Records provided: Begin
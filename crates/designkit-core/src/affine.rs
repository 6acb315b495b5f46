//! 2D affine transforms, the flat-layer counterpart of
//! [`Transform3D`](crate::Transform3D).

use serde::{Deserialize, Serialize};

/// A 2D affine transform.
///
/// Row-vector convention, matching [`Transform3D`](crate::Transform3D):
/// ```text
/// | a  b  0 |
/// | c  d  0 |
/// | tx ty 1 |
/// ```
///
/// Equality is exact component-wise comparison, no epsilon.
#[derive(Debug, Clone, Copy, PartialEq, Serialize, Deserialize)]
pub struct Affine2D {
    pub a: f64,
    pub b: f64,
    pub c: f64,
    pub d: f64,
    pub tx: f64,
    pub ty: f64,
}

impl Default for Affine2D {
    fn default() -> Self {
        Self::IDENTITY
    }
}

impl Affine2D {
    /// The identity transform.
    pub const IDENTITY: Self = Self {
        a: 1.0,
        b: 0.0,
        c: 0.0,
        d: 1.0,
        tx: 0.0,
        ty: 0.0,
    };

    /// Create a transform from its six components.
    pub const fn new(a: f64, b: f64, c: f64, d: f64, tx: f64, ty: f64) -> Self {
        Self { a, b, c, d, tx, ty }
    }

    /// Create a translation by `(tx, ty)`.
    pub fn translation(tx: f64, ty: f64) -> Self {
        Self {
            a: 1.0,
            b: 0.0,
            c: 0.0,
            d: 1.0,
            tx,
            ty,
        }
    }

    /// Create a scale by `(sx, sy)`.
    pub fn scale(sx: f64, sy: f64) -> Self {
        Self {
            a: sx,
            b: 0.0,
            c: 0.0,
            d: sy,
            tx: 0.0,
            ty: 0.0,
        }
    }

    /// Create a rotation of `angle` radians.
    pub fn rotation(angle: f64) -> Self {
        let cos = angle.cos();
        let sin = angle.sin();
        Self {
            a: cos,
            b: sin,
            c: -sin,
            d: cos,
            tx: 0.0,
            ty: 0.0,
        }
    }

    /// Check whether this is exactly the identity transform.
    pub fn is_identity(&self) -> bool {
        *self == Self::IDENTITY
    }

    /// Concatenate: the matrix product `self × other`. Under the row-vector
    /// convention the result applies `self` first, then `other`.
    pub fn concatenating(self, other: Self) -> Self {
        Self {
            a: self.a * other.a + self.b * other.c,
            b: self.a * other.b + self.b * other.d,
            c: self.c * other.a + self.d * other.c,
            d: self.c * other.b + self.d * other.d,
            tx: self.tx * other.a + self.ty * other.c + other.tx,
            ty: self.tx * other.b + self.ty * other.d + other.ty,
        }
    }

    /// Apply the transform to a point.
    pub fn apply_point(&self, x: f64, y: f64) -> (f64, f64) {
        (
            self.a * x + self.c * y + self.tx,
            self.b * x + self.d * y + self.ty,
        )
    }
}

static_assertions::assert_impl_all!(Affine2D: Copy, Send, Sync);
Records provided: End
→ **What the task requires**
The expected output is the lines from the one with "convention the result" through the end of the data, exactly as written and nothing more.

→ **Expected answer**
    /// convention the result applies `self` first, then `other`.
    pub fn concatenating(self, other: Self) -> Self {
        Self {
            a: self.a * other.a + self.b * other.c,
            b: self.a * other.b + self.b * other.d,
            c: self.c * other.a + self.d * other.c,
            d: self.c * other.b + self.d * other.d,
            tx: self.tx * other.a + self.ty * other.c + other.tx,
            ty: self.tx * other.b + self.ty * other.d + other.ty,
        }
    }

    /// Apply the transform to a point.
    pub fn apply_point(&self, x: f64, y: f64) -> (f64, f64) {
        (
            self.a * x + self.c * y + self.tx,
            self.b * x + self.d * y + self.ty,
        )
    }
}

static_assertions::assert_impl_all!(Affine2D: Copy, Send, Sync);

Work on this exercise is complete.